[Stored data entries]
┏━━

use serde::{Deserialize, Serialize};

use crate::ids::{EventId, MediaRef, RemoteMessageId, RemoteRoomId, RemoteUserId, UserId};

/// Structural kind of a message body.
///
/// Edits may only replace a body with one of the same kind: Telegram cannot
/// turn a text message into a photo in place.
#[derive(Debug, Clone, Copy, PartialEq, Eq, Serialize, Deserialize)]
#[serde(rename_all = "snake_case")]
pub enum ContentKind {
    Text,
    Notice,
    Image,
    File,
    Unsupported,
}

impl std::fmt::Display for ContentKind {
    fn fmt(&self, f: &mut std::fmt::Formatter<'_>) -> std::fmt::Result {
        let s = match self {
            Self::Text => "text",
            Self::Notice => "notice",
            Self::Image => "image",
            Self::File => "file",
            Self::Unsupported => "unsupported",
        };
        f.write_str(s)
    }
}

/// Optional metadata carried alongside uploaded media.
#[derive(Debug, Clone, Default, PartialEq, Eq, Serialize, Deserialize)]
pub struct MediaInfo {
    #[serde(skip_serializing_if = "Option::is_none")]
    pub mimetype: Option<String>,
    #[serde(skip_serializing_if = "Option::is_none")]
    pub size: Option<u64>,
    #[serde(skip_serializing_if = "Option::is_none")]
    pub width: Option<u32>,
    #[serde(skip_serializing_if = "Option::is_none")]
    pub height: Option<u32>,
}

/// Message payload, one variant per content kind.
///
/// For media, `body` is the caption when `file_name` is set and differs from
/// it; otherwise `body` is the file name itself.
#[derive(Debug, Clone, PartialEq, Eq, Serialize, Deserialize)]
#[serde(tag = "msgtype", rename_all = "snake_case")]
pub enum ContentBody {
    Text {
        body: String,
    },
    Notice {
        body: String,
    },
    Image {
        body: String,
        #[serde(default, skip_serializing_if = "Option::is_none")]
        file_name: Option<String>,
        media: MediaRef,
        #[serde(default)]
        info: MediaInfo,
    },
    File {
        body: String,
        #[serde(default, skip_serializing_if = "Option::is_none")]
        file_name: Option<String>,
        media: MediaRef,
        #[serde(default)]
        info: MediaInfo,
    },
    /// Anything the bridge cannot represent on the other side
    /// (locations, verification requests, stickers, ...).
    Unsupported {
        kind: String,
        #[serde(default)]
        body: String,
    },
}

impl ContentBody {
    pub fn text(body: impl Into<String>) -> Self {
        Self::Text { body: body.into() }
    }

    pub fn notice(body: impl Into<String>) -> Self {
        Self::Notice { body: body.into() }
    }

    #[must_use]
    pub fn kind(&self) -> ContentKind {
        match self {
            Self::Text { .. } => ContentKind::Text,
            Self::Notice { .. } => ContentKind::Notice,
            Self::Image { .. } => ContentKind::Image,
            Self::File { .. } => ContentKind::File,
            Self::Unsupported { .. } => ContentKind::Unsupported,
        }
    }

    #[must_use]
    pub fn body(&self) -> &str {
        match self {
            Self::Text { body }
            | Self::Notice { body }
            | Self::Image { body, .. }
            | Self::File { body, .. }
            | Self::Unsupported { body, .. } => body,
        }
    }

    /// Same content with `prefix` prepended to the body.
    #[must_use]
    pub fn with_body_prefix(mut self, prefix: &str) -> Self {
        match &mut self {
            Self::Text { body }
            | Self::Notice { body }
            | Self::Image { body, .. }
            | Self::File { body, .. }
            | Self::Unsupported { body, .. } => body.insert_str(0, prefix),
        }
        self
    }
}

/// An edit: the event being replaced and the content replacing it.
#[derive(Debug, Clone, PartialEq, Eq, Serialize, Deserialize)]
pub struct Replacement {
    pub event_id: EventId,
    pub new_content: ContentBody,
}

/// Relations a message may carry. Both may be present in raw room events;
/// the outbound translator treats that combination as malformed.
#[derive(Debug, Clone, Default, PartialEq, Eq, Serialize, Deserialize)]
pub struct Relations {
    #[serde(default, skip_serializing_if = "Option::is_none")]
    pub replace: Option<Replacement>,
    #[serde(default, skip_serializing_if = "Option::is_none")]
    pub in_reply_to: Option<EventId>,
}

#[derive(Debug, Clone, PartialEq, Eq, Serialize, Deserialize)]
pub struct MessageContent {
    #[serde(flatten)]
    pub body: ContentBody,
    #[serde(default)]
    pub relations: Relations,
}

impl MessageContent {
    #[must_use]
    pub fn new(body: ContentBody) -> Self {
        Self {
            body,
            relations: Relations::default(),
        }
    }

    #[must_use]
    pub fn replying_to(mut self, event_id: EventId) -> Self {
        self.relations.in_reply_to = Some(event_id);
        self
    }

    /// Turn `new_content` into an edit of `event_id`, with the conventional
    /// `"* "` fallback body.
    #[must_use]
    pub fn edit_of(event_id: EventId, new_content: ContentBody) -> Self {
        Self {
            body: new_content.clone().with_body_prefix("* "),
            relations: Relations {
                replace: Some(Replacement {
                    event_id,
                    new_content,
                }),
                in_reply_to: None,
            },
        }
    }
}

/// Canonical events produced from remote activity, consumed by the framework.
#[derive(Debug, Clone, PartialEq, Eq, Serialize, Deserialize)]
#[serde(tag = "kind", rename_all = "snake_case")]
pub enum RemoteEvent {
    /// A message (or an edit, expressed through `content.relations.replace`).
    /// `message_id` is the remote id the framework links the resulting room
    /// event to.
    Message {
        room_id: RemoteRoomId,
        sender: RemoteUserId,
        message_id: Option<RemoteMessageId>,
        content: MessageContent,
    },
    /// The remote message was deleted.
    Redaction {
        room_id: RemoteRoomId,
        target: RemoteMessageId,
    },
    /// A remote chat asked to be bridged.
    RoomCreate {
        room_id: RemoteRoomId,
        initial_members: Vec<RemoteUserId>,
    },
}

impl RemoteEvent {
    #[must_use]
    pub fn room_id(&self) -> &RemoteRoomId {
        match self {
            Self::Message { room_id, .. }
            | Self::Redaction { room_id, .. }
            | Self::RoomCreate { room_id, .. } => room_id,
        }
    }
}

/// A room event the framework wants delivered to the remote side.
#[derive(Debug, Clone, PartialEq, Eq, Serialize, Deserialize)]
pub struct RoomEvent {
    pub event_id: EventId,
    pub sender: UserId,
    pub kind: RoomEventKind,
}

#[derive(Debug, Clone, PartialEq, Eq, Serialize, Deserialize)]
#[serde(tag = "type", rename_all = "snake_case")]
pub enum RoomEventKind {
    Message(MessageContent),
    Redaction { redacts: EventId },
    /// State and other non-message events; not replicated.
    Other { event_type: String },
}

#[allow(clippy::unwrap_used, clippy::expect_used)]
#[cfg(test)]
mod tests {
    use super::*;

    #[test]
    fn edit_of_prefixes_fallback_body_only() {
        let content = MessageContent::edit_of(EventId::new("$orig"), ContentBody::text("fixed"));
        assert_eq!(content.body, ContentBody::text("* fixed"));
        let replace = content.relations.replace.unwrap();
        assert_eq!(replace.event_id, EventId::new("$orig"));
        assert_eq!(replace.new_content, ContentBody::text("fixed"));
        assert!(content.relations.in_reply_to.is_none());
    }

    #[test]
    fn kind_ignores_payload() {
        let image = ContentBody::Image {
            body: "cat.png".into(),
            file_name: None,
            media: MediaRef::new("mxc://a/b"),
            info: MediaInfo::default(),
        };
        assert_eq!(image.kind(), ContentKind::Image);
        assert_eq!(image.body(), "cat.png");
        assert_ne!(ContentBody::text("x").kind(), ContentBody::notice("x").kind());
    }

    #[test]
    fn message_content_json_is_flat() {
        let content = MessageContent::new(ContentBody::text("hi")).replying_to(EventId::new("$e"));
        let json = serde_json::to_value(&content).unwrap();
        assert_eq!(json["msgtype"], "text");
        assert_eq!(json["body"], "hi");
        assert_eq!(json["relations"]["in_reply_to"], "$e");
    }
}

┗━━

EXERCISE INSTRUCTIONS: Search the records above for "RemoteMessageId". Copy each line where it is found.

OUTPUT:
use crate::ids::{EventId, MediaRef, RemoteMessageId, RemoteRoomId, RemoteUserId, UserId};
        message_id: Option<RemoteMessageId>,
        target: RemoteMessageId,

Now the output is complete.